***** DATA FOR REVIEW *****

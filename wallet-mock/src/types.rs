/// JSON-RPC envelope and admin request/response types
///
/// The envelope follows JSON-RPC 2.0; error codes follow EIP-1193/EIP-1474
/// so clients see the same failures a browser wallet would report.
use alloy_primitives::{Address, B256};
use serde::{Deserialize, Serialize};
use serde_json::{json, Value};

/// User declined the request in the wallet UI
pub const USER_REJECTED: i64 = 4001;

/// Account not authorised for this origin
pub const UNAUTHORIZED: i64 = 4100;

/// Chain not added to the wallet
pub const UNRECOGNIZED_CHAIN: i64 = 4902;

pub const INVALID_PARAMS: i64 = -32602;
pub const METHOD_NOT_FOUND: i64 = -32601;
pub const EXECUTION_ERROR: i64 = -32000;

#[derive(Debug, Clone, Deserialize)]
pub struct JsonRpcRequest {
    #[serde(default)]
    pub jsonrpc: Option<String>,
    #[serde(default)]
    pub id: Value,
    pub method: String,
    #[serde(default)]
    pub params: Value,
}

#[derive(Debug, Clone, Serialize)]
pub struct JsonRpcResponse {
    pub jsonrpc: &'static str,
    pub id: Value,
    #[serde(skip_serializing_if = "Option::is_none")]
    pub result: Option<Value>,
    #[serde(skip_serializing_if = "Option::is_none")]
    pub error: Option<RpcError>,
}

impl JsonRpcResponse {
    pub fn success(id: Value, result: Value) -> Self {
        Self {
            jsonrpc: "2.0",
            id,
            result: Some(result),
            error: None,
        }
    }

    pub fn failure(id: Value, error: RpcError) -> Self {
        Self {
            jsonrpc: "2.0",
            id,
            result: None,
            error: Some(error),
        }
    }
}

#[derive(Debug, Clone, PartialEq, Serialize, Deserialize)]
pub struct RpcError {
    pub code: i64,
    pub message: String,
    #[serde(skip_serializing_if = "Option::is_none")]
    pub data: Option<Value>,
}

impl RpcError {
    pub fn new(code: i64, message: impl Into<String>) -> Self {
        Self {
            code,
            message: message.into(),
            data: None,
        }
    }

    pub fn user_rejected(message: &str) -> Self {
        Self::new(USER_REJECTED, message)
    }

    pub fn unauthorized() -> Self {
        Self::new(
            UNAUTHORIZED,
            "The requested account and/or method has not been authorized by the user.",
        )
    }

    pub fn unrecognized_chain(chain_id_hex: &str) -> Self {
        Self::new(
            UNRECOGNIZED_CHAIN,
            format!(
                "Unrecognized chain ID \"{}\". Try adding the chain using wallet_addEthereumChain first.",
                chain_id_hex
            ),
        )
    }

    pub fn invalid_params(detail: impl Into<String>) -> Self {
        Self::new(INVALID_PARAMS, format!("Invalid params: {}", detail.into()))
    }

    pub fn method_not_found(method: &str) -> Self {
        Self::new(METHOD_NOT_FOUND, format!("Method {} not supported", method))
    }

    /// Revert wrapped the way MetaMask does: generic message, reason in `data`
    pub fn execution_reverted(reason: &str) -> Self {
        Self {
            code: -32603,
            message: "Internal JSON-RPC error.".to_string(),
            data: Some(json!({ "code": EXECUTION_ERROR, "message": reason })),
        }
    }
}

// ============================================================================
// ADMIN ENDPOINTS (simulate what a user does inside the wallet)
// ============================================================================

#[derive(Debug, Deserialize)]
pub struct SetAccountsRequest {
    pub accounts: Vec<Address>,
}

#[derive(Debug, Deserialize)]
pub struct RejectRequest {
    /// JSON-RPC method whose next calls the "user" declines
    pub method: String,
    #[serde(default = "default_reject_count")]
    pub count: u32,
}

fn default_reject_count() -> u32 {
    1
}

#[derive(Debug, Deserialize)]
pub struct SetChainRequest {
    pub chain_id: u64,
}

#[derive(Debug, Default, Deserialize)]
pub struct RevertRequest {
    #[serde(default)]
    pub count: Option<u32>,
}

#[derive(Debug, Clone, Serialize)]
pub struct WalletStateResponse {
    pub accounts: Vec<Address>,
    pub authorized: bool,
    pub chain_id: u64,
    pub known_chains: Vec<u64>,
    pub contract: Address,
    pub log_count: usize,
    pub block_number: u64,
    pub last_transaction: Option<B256>,
}
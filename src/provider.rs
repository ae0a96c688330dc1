//! Wallet provider capability
//!
//! The session controller never reaches for an ambient wallet object. It is
//! handed a [`WalletProvider`] at construction and subscribes to its event
//! stream once. [`crate::rpc::JsonRpcWalletProvider`] is the production
//! implementation; tests script their own.

use alloy_primitives::{Address, Bytes, B256};
use async_trait::async_trait;
use serde::{Deserialize, Serialize};
use std::error::Error as StdError;
use std::fmt;
use tokio::sync::broadcast;

use crate::config::ChainDescriptor;

/// EIP-3326 code for a chain the wallet does not know about
pub const UNRECOGNIZED_CHAIN_CODE: i64 = 4902;

/// Failure reported by the wallet provider
///
/// Mirrors the `{ code, message }` shape of EIP-1193 errors. `short_message`
/// carries a terser human-readable summary when the provider supplies one
/// (typically `error.data.message` on JSON-RPC errors).
#[derive(Clone, Debug, PartialEq, Eq, Serialize, Deserialize)]
pub struct ProviderError {
    pub code: Option<i64>,
    pub message: String,
    pub short_message: Option<String>,
}

impl ProviderError {
    pub fn new(code: i64, message: impl Into<String>) -> Self {
        Self {
            code: Some(code),
            message: message.into(),
            short_message: None,
        }
    }

    /// Error without a provider code (transport failures, decoding problems)
    pub fn transport(message: impl Into<String>) -> Self {
        Self {
            code: None,
            message: message.into(),
            short_message: None,
        }
    }

    pub fn with_short_message(mut self, short: impl Into<String>) -> Self {
        self.short_message = Some(short.into());
        self
    }

    /// Wallet does not know the requested chain and needs an add-chain request
    pub fn is_unrecognized_chain(&self) -> bool {
        self.code == Some(UNRECOGNIZED_CHAIN_CODE) || self.message.contains("Unrecognized chain")
    }

    /// Best available human-readable text: short message first
    pub fn user_message(&self) -> String {
        match &self.short_message {
            Some(short) if !short.is_empty() => short.clone(),
            _ => self.message.clone(),
        }
    }
}

impl fmt::Display for ProviderError {
    fn fmt(&self, f: &mut fmt::Formatter<'_>) -> fmt::Result {
        match self.code {
            Some(code) => write!(f, "{} (code {})", self.message, code),
            None => write!(f, "{}", self.message),
        }
    }
}

impl StdError for ProviderError {}

/// Notification pushed by the wallet outside of any user-initiated call
#[derive(Clone, Debug, PartialEq, Eq)]
pub enum ProviderEvent {
    /// New authorised account list; empty means the wallet disconnected
    AccountsChanged(Vec<Address>),
    /// New chain id as a `0x`-prefixed hex quantity
    ChainChanged(String),
}

/// Minimal view of a mined transaction
#[derive(Clone, Debug, PartialEq, Eq, Serialize, Deserialize)]
pub struct TransactionReceipt {
    pub transaction_hash: B256,
    /// 1 = success, 0 = reverted
    pub status: u64,
    pub block_number: Option<u64>,
}

impl TransactionReceipt {
    pub fn is_success(&self) -> bool {
        self.status == 1
    }
}

/// Capability interface over an EIP-1193 wallet
#[async_trait]
pub trait WalletProvider: Send + Sync {
    /// Whether a wallet is present and answering
    async fn is_available(&self) -> bool;

    /// Prompt the user for account access (`eth_requestAccounts`)
    async fn request_accounts(&self) -> Result<Vec<Address>, ProviderError>;

    /// Accounts already authorised, without prompting (`eth_accounts`)
    async fn accounts(&self) -> Result<Vec<Address>, ProviderError>;

    /// Chain the wallet is currently pointed at
    async fn chain_id(&self) -> Result<u64, ProviderError>;

    /// `wallet_switchEthereumChain`
    async fn switch_chain(&self, chain_id_hex: &str) -> Result<(), ProviderError>;

    /// `wallet_addEthereumChain`
    async fn add_chain(&self, descriptor: &ChainDescriptor) -> Result<(), ProviderError>;

    /// Read-only contract call (`eth_call`)
    async fn call(&self, to: Address, data: Bytes) -> Result<Bytes, ProviderError>;

    /// Sign and broadcast a transaction from `from` (`eth_sendTransaction`)
    async fn send_transaction(
        &self,
        from: Address,
        to: Address,
        data: Bytes,
    ) -> Result<B256, ProviderError>;

    /// Receipt for a transaction, `None` while it is still pending
    async fn transaction_receipt(
        &self,
        hash: B256,
    ) -> Result<Option<TransactionReceipt>, ProviderError>;

    /// Subscribe to account/chain notifications
    fn subscribe(&self) -> broadcast::Receiver<ProviderEvent>;
}

/// Parse a `0x`-prefixed hex quantity such as a chain id
pub fn parse_hex_quantity(value: &str) -> Option<u64> {
    let digits = value
        .strip_prefix("0x")
        .or_else(|| value.strip_prefix("0X"))?;
    if digits.is_empty() {
        return None;
    }
    u64::from_str_radix(digits, 16).ok()
}

/// Format a number as a `0x`-prefixed lowercase hex quantity
pub fn to_hex_quantity(value: u64) -> String {
    format!("0x{:x}", value)
}

#[cfg(test)]
mod tests {
    use super::*;

    #[test]
    fn test_hex_quantity() {
        assert_eq!(parse_hex_quantity("0x66eee"), Some(421614));
        assert_eq!(parse_hex_quantity("0X66EEE"), Some(421614));
        assert_eq!(parse_hex_quantity("66eee"), None);
        assert_eq!(parse_hex_quantity("0x"), None);
        assert_eq!(to_hex_quantity(421614), "0x66eee");
    }

    #[test]
    fn test_unrecognized_chain_detection() {
        assert!(ProviderError::new(4902, "unknown").is_unrecognized_chain());
        assert!(ProviderError::transport("Unrecognized chain ID \"0x66eee\"").is_unrecognized_chain());
        assert!(!ProviderError::new(4001, "User rejected").is_unrecognized_chain());
    }

    #[test]
    fn test_user_message_prefers_short() {
        let err = ProviderError::new(-32603, "Internal JSON-RPC error.")
            .with_short_message("insufficient funds");
        assert_eq!(err.user_message(), "insufficient funds");
        assert_eq!(
            ProviderError::new(-32603, "Internal JSON-RPC error.").user_message(),
            "Internal JSON-RPC error."
        );
    }
}
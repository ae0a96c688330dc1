use axum::{
    extract::rejection::JsonRejection,
    http::StatusCode,
    response::{IntoResponse, Response},
    Json,
};
use chronolog::ChronoLogError;
use serde_json::json;
use thiserror::Error;

#[derive(Error, Debug)]
pub enum ApiError {
    #[error(transparent)]
    Session(#[from] ChronoLogError),

    #[error("Invalid request: {0}")]
    InvalidRequest(String),
}

impl From<JsonRejection> for ApiError {
    fn from(rejection: JsonRejection) -> Self {
        ApiError::InvalidRequest(rejection.body_text())
    }
}

impl ApiError {
    pub fn status(&self) -> StatusCode {
        match self {
            ApiError::InvalidRequest(_) => StatusCode::BAD_REQUEST,
            ApiError::Session(err) if err.is_validation() => StatusCode::BAD_REQUEST,
            ApiError::Session(err) => match err {
                ChronoLogError::WalletUnavailable
                | ChronoLogError::NoAccounts
                | ChronoLogError::NotConnected
                | ChronoLogError::WrongNetwork { .. }
                | ChronoLogError::ContractNotInitialized
                | ChronoLogError::ReadOnlyHandle => StatusCode::CONFLICT,
                ChronoLogError::SubmissionPending => StatusCode::TOO_MANY_REQUESTS,
                _ => StatusCode::BAD_GATEWAY,
            },
        }
    }
}

impl IntoResponse for ApiError {
    fn into_response(self) -> Response {
        let status = self.status();
        let body = Json(json!({
            "error": self.to_string(),
        }));

        (status, body).into_response()
    }
}

#[cfg(test)]
mod tests {
    use super::*;

    #[test]
    fn test_status_mapping() {
        let cases = [
            (ChronoLogError::EmptyContent, StatusCode::BAD_REQUEST),
            (ChronoLogError::UnlockTimeNotInFuture, StatusCode::BAD_REQUEST),
            (ChronoLogError::NotConnected, StatusCode::CONFLICT),
            (
                ChronoLogError::WrongNetwork {
                    chain_name: "Arbitrum Sepolia".to_string(),
                    expected: 421614,
                    actual: 1,
                },
                StatusCode::CONFLICT,
            ),
            (ChronoLogError::SubmissionPending, StatusCode::TOO_MANY_REQUESTS),
            (
                ChronoLogError::TransactionFailed("boom".to_string()),
                StatusCode::BAD_GATEWAY,
            ),
            (
                ChronoLogError::FetchFailed("boom".to_string()),
                StatusCode::BAD_GATEWAY,
            ),
        ];

        for (err, expected) in cases {
            assert_eq!(ApiError::from(err).status(), expected);
        }
    }

    #[test]
    fn test_message_passes_through() {
        let err = ApiError::from(ChronoLogError::EmptyContent);
        assert_eq!(err.to_string(), "Content cannot be empty.");
    }

    #[test]
    fn test_invalid_request_is_bad_request() {
        let err = ApiError::InvalidRequest("missing field `content`".to_string());
        assert_eq!(err.status(), StatusCode::BAD_REQUEST);
        assert_eq!(err.to_string(), "Invalid request: missing field `content`");
    }
}
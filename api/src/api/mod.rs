pub mod handlers;
pub mod server;
pub mod types;
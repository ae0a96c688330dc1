/// Axum HTTP handlers for the JSON-RPC endpoint and admin controls

use axum::{
    extract::State,
    http::StatusCode,
    response::{IntoResponse, Response},
    Json,
};
use std::sync::Arc;
use tokio::sync::Mutex;

use crate::chain::MockChain;
use crate::types::*;

/// Shared application state
pub type AppState = Arc<Mutex<MockChain>>;

/// Custom error type for admin handlers
pub enum ApiError {
    BadRequest(String),
}

impl IntoResponse for ApiError {
    fn into_response(self) -> Response {
        let (status, message) = match self {
            ApiError::BadRequest(msg) => (StatusCode::BAD_REQUEST, msg),
        };

        (status, message).into_response()
    }
}

/// POST /
/// EIP-1193 methods over JSON-RPC 2.0; failures travel in the envelope
pub async fn json_rpc(
    State(chain): State<AppState>,
    Json(req): Json<JsonRpcRequest>,
) -> Json<JsonRpcResponse> {
    log::debug!("→ {} {}", req.method, req.params);

    let outcome = chain.lock().await.dispatch(&req.method, &req.params);

    match outcome {
        Ok(result) => Json(JsonRpcResponse::success(req.id, result)),
        Err(error) => {
            log::debug!("← {} error {}: {}", req.method, error.code, error.message);
            Json(JsonRpcResponse::failure(req.id, error))
        }
    }
}

// ============================================================================
// ADMIN ENDPOINTS (not part of EIP-1193)
// ============================================================================

/// GET /admin/state
pub async fn get_state(State(chain): State<AppState>) -> Json<WalletStateResponse> {
    Json(chain.lock().await.state())
}

/// POST /admin/accounts
/// Replace the account list; pollers see it as `accountsChanged`
pub async fn set_accounts(
    State(chain): State<AppState>,
    Json(req): Json<SetAccountsRequest>,
) -> Json<WalletStateResponse> {
    let mut chain = chain.lock().await;
    chain.set_accounts(req.accounts);
    Json(chain.state())
}

/// POST /admin/reject
/// Make the "user" decline the next calls of a method
pub async fn reject_next(
    State(chain): State<AppState>,
    Json(req): Json<RejectRequest>,
) -> Result<Json<WalletStateResponse>, ApiError> {
    if req.method.trim().is_empty() {
        return Err(ApiError::BadRequest("method must not be empty".to_string()));
    }

    let mut chain = chain.lock().await;
    chain.reject_next(req.method.trim(), req.count);
    log::info!("🙅 Next {} call(s) to {} will be rejected", req.count, req.method);
    Ok(Json(chain.state()))
}

/// POST /admin/chain
/// Switch chains from the wallet side; pollers see it as `chainChanged`
pub async fn set_chain(
    State(chain): State<AppState>,
    Json(req): Json<SetChainRequest>,
) -> Json<WalletStateResponse> {
    let mut chain = chain.lock().await;
    chain.set_chain(req.chain_id);
    Json(chain.state())
}

/// POST /admin/revert
/// Make the next contract transaction(s) revert
pub async fn revert_next(
    State(chain): State<AppState>,
    Json(req): Json<RevertRequest>,
) -> Json<WalletStateResponse> {
    let mut chain = chain.lock().await;
    chain.revert_next(req.count.unwrap_or(1));
    Json(chain.state())
}

/// GET /health
/// Health check endpoint
pub async fn health_check() -> &'static str {
    "OK"
}
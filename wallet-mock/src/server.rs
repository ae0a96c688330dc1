/// Axum HTTP server setup and routing

use axum::{
    routing::{get, post},
    Router,
};
use tower_http::cors::{Any, CorsLayer};
use tower_http::trace::TraceLayer;

use crate::handlers::*;

pub fn create_router(state: AppState) -> Router {
    // Allow dApp frontends and tests from any origin
    let cors = CorsLayer::new()
        .allow_origin(Any)
        .allow_methods(Any)
        .allow_headers(Any);

    Router::new()
        // Health check
        .route("/health", get(health_check))

        // EIP-1193 over JSON-RPC
        .route("/", post(json_rpc))

        // Admin endpoints
        .route("/admin/state", get(get_state))
        .route("/admin/accounts", post(set_accounts))
        .route("/admin/reject", post(reject_next))
        .route("/admin/chain", post(set_chain))
        .route("/admin/revert", post(revert_next))

        // Shared state
        .with_state(state)

        // Middleware
        .layer(cors)
        .layer(TraceLayer::new_for_http())
}

pub async fn run_server(state: AppState, host: String, port: u16) -> anyhow::Result<()> {
    let app = create_router(state);

    let addr = format!("{}:{}", host, port);
    let listener = tokio::net::TcpListener::bind(&addr).await?;

    log::info!("🚀 Wallet mock listening on http://{}", addr);
    log::info!("🔧 Admin endpoints: /admin/accounts, /admin/reject, /admin/chain, /admin/revert");

    axum::serve(listener, app).await?;

    Ok(())
}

*****

Reproduce each line of the records in which the word "JsonRpcRequest" appears.

### PROBLEM SOLUTION
pub struct JsonRpcRequest {
    Json(req): Json<JsonRpcRequest>,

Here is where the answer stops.